Já agora, uma deixa para os casos em que há aviões envolvidos.

Não se deve encher os sacos com demasiado ar, rebentam devido às diferenças de pressão durante o voo.

A grande maioria dos sacos que tenho recebido rebenta, mesmo quando são usados 2 sacos, rebentam ambos. Com 3 sacos é mais seguro.
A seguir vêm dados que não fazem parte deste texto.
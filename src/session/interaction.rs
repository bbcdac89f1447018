//! Pointer-driven move/resize state machine.
//!
//! The controller holds only gesture state; the layer data lives in the
//! [`EditorStore`], which is passed into every event.

use std::fmt;

use crate::foundation::core::{Point, Vec2};
use crate::render::hit::{ResizeHandle, handle_at, hit_test};
use crate::scene::layer::{Layer, Transform};
use crate::session::store::EditorStore;

/// Current drag mode.
#[derive(Clone, Copy, Debug, Default, PartialEq, Eq, Hash)]
pub enum DragMode {
    /// Idle.
    #[default]
    None,
    /// Translating the selected layer.
    Move,
    /// Dragging one of the eight handles.
    Resize(ResizeHandle),
}

impl DragMode {
    /// `"none"`, `"move"` or `"resize-<dir>"`.
    pub fn as_str(self) -> &'static str {
        match self {
            DragMode::None => "none",
            DragMode::Move => "move",
            DragMode::Resize(h) => match h {
                ResizeHandle::Nw => "resize-nw",
                ResizeHandle::N => "resize-n",
                ResizeHandle::Ne => "resize-ne",
                ResizeHandle::E => "resize-e",
                ResizeHandle::Se => "resize-se",
                ResizeHandle::S => "resize-s",
                ResizeHandle::Sw => "resize-sw",
                ResizeHandle::W => "resize-w",
            },
        }
    }
}

impl fmt::Display for DragMode {
    fn fmt(&self, f: &mut fmt::Formatter<'_>) -> fmt::Result {
        f.write_str(self.as_str())
    }
}

/// Pointer cursor to show, named after the CSS keywords.
#[derive(Clone, Copy, Debug, Default, PartialEq, Eq, Hash)]
pub enum Cursor {
    /// Arrow.
    #[default]
    Default,
    /// Over a selectable layer.
    Pointer,
    /// Moving a layer.
    Grabbing,
    /// Diagonal resize, top-left to bottom-right.
    NwseResize,
    /// Diagonal resize, top-right to bottom-left.
    NeswResize,
    /// Vertical resize.
    NsResize,
    /// Horizontal resize.
    EwResize,
}

impl Cursor {
    /// CSS keyword.
    pub fn as_str(self) -> &'static str {
        match self {
            Cursor::Default => "default",
            Cursor::Pointer => "pointer",
            Cursor::Grabbing => "grabbing",
            Cursor::NwseResize => "nwse-resize",
            Cursor::NeswResize => "nesw-resize",
            Cursor::NsResize => "ns-resize",
            Cursor::EwResize => "ew-resize",
        }
    }

    /// Resize cursor for a handle.
    pub fn for_handle(handle: ResizeHandle) -> Self {
        match handle {
            ResizeHandle::Nw | ResizeHandle::Se => Cursor::NwseResize,
            ResizeHandle::Ne | ResizeHandle::Sw => Cursor::NeswResize,
            ResizeHandle::N | ResizeHandle::S => Cursor::NsResize,
            ResizeHandle::E | ResizeHandle::W => Cursor::EwResize,
        }
    }
}

impl fmt::Display for Cursor {
    fn fmt(&self, f: &mut fmt::Formatter<'_>) -> fmt::Result {
        f.write_str(self.as_str())
    }
}

#[derive(Clone, Debug)]
struct Drag {
    layer_id: String,
    start: Point,
    initial: Transform,
}

/// Move/resize state machine for the current slide.
#[derive(Clone, Debug, Default)]
pub struct InteractionController {
    mode: DragMode,
    drag: Option<Drag>,
}

impl InteractionController {
    /// Idle controller.
    pub fn new() -> Self {
        Self::default()
    }

    /// Current mode.
    pub fn mode(&self) -> DragMode {
        self.mode
    }

    /// Whether a drag is in progress.
    pub fn is_dragging(&self) -> bool {
        self.drag.is_some()
    }

    /// Pointer pressed at screen point `at`.
    ///
    /// A handle of the selected layer starts a resize; otherwise the topmost layer under the
    /// pointer is selected and moved; empty canvas clears the selection.
    pub fn pointer_down(&mut self, store: &mut EditorStore, at: Point) -> DragMode {
        if self.is_dragging() {
            self.pointer_up(store);
        }
        let zoom = store.zoom();
        let handle_px = store.opts().handle_size_px;

        let on_handle = store.selected_layer().and_then(|layer| {
            let t = layer.transform()?;
            let handle = handle_at(t.rect(), at, zoom, handle_px)?;
            Some((layer.id().to_owned(), t.clone(), handle))
        });
        if let Some((layer_id, initial, handle)) = on_handle {
            return self.start(layer_id, at, initial, DragMode::Resize(handle));
        }

        let hit = hit_test(store.current_slide(), at, zoom)
            .and_then(|layer| Some((layer.id().to_owned(), layer.transform()?.clone())));
        match hit {
            Some((layer_id, initial)) => {
                store.select_layer(Some(&layer_id));
                self.start(layer_id, at, initial, DragMode::Move)
            }
            None => {
                store.select_layer(None);
                self.mode = DragMode::None;
                self.mode
            }
        }
    }

    fn start(&mut self, layer_id: String, at: Point, initial: Transform, mode: DragMode) -> DragMode {
        tracing::trace!(layer = %layer_id, mode = %mode, "drag started");
        self.drag = Some(Drag {
            layer_id,
            start: at,
            initial,
        });
        self.mode = mode;
        mode
    }

    /// Pointer moved to screen point `at`. Returns whether the layer changed.
    pub fn pointer_move(&mut self, store: &mut EditorStore, at: Point) -> bool {
        let Some(drag) = self.drag.as_ref() else {
            return false;
        };
        let zoom = store.zoom().max(f64::EPSILON);
        let delta = (at - drag.start) / zoom;
        let next = apply_drag(self.mode, &drag.initial, delta, store.opts().min_layer_size);

        let unchanged = store
            .current_slide()
            .layer(&drag.layer_id)
            .and_then(Layer::transform)
            .is_none_or(|t| *t == next);
        if unchanged {
            return false;
        }
        // An undo or redo mid-drag closes the open gesture; reopen it.
        if !store.in_gesture() {
            store.begin_gesture();
        }
        store.set_live_transform(&drag.layer_id, next)
    }

    /// Pointer released. Ends the drag; returns whether a history entry was committed.
    pub fn pointer_up(&mut self, store: &mut EditorStore) -> bool {
        self.mode = DragMode::None;
        self.drag.take().is_some() && store.end_gesture()
    }

    /// Pointer left the canvas. Same as [`InteractionController::pointer_up`].
    pub fn pointer_leave(&mut self, store: &mut EditorStore) -> bool {
        self.pointer_up(store)
    }

    /// Double click at `at`: selects a text layer under the pointer and returns its id.
    pub fn double_click(&mut self, store: &mut EditorStore, at: Point) -> Option<String> {
        let id = match hit_test(store.current_slide(), at, store.zoom()) {
            Some(Layer::Text(text)) => text.id.clone(),
            _ => return None,
        };
        store.select_layer(Some(&id));
        Some(id)
    }

    /// Escape key: clears the selection unless a drag is in progress.
    pub fn escape(&mut self, store: &mut EditorStore) -> bool {
        if self.is_dragging() || store.selected_layer_id().is_none() {
            return false;
        }
        store.select_layer(None);
        true
    }

    /// Cursor for the current mode.
    pub fn cursor(&self) -> Cursor {
        match self.mode {
            DragMode::None => Cursor::Default,
            DragMode::Move => Cursor::Grabbing,
            DragMode::Resize(h) => Cursor::for_handle(h),
        }
    }

    /// Cursor to show while hovering at `at` without a button pressed.
    pub fn hover_cursor(&self, store: &EditorStore, at: Point) -> Cursor {
        if self.is_dragging() {
            return self.cursor();
        }
        let zoom = store.zoom();
        if let Some(t) = store.selected_layer().and_then(Layer::transform)
            && let Some(h) = handle_at(t.rect(), at, zoom, store.opts().handle_size_px)
        {
            return Cursor::for_handle(h);
        }
        if hit_test(store.current_slide(), at, zoom).is_some() {
            Cursor::Pointer
        } else {
            Cursor::Default
        }
    }
}

/// Transform produced by dragging `initial` by a logical `delta` in `mode`.
///
/// Resizing moves only the edges named by the handle and clamps width and height to
/// `min_size`, keeping the opposite edge in place.
pub fn apply_drag(mode: DragMode, initial: &Transform, delta: Vec2, min_size: f64) -> Transform {
    let mut t = initial.clone();
    let handle = match mode {
        DragMode::None => return t,
        DragMode::Move => {
            t.translate(delta.x, delta.y);
            return t;
        }
        DragMode::Resize(h) => h,
    };

    if handle.moves_west() {
        t.x = initial.x + delta.x;
        t.width = initial.width - delta.x;
    } else if handle.moves_east() {
        t.width = initial.width + delta.x;
    }
    if handle.moves_north() {
        t.y = initial.y + delta.y;
        t.height = initial.height - delta.y;
    } else if handle.moves_south() {
        t.height = initial.height + delta.y;
    }

    if t.width.is_nan() || t.width < min_size {
        t.width = min_size;
        if handle.moves_west() {
            t.x = initial.x + initial.width - min_size;
        }
    }
    if t.height.is_nan() || t.height < min_size {
        t.height = min_size;
        if handle.moves_north() {
            t.y = initial.y + initial.height - min_size;
        }
    }
    t
}

#[cfg(test)]
#[path = "../../tests/unit/session/interaction.rs"]
mod tests;
//! Shared primitives: geometry re-exports, errors, ids and pixel math.

/// Geometry re-exports, canvas constants and premultiplied color.
pub mod core;
/// Error type and result alias.
pub mod error;
/// Layer and slide id generation.
pub mod ids;
pub(crate) mod math;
O melhor processo pelo qual tenho recebido corais é dentro de garrafas de plástico, quando o coral lá cabe. Calculo que os frasquinhos para análises de urina funcionem ainda melhor.

----------


## Carlos Basaloco

> Já agora, uma deixa para os casos em que há aviões envolvidos.
> 
> Não se deve encher os sacos com demasiado ar, rebentam devido às diferenças de pressão durante o voo.
> 
> A grande maioria dos sacos que tenho recebido rebenta, mesmo quando são usados 2 sacos, rebentam ambos. Com 3 sacos é mais seguro.
> 
> O melhor processo pelo qual tenho recebido corais é dentro de garrafas de plástico, quando o coral lá cabe. Calculo que os frasquinhos para análises de urina funcionem ainda melhor.


Oi,

Tenho utilizado em alguns casos esses frascos que falas, os maiores! Mas nem sempre os frags cabem dentro, mas sem dúvida muito mais seguro!!

Abraço
carlos

----------


## Pedro Nuno Ferreira

> Já agora, uma deixa para os casos em que há aviões envolvidos.
> 
> Não se deve encher os sacos com demasiado ar, rebentam devido às diferenças de pressão durante o voo.
> 
> A grande maioria dos sacos que tenho recebido rebenta, mesmo quando são usados 2 sacos, rebentam ambos. Com 3 sacos é mais seguro.
> 
> O melhor processo pelo qual tenho recebido corais é dentro de garrafas de plástico, quando o coral lá cabe. Calculo que os frasquinhos para análises de urina funcionem ainda melhor.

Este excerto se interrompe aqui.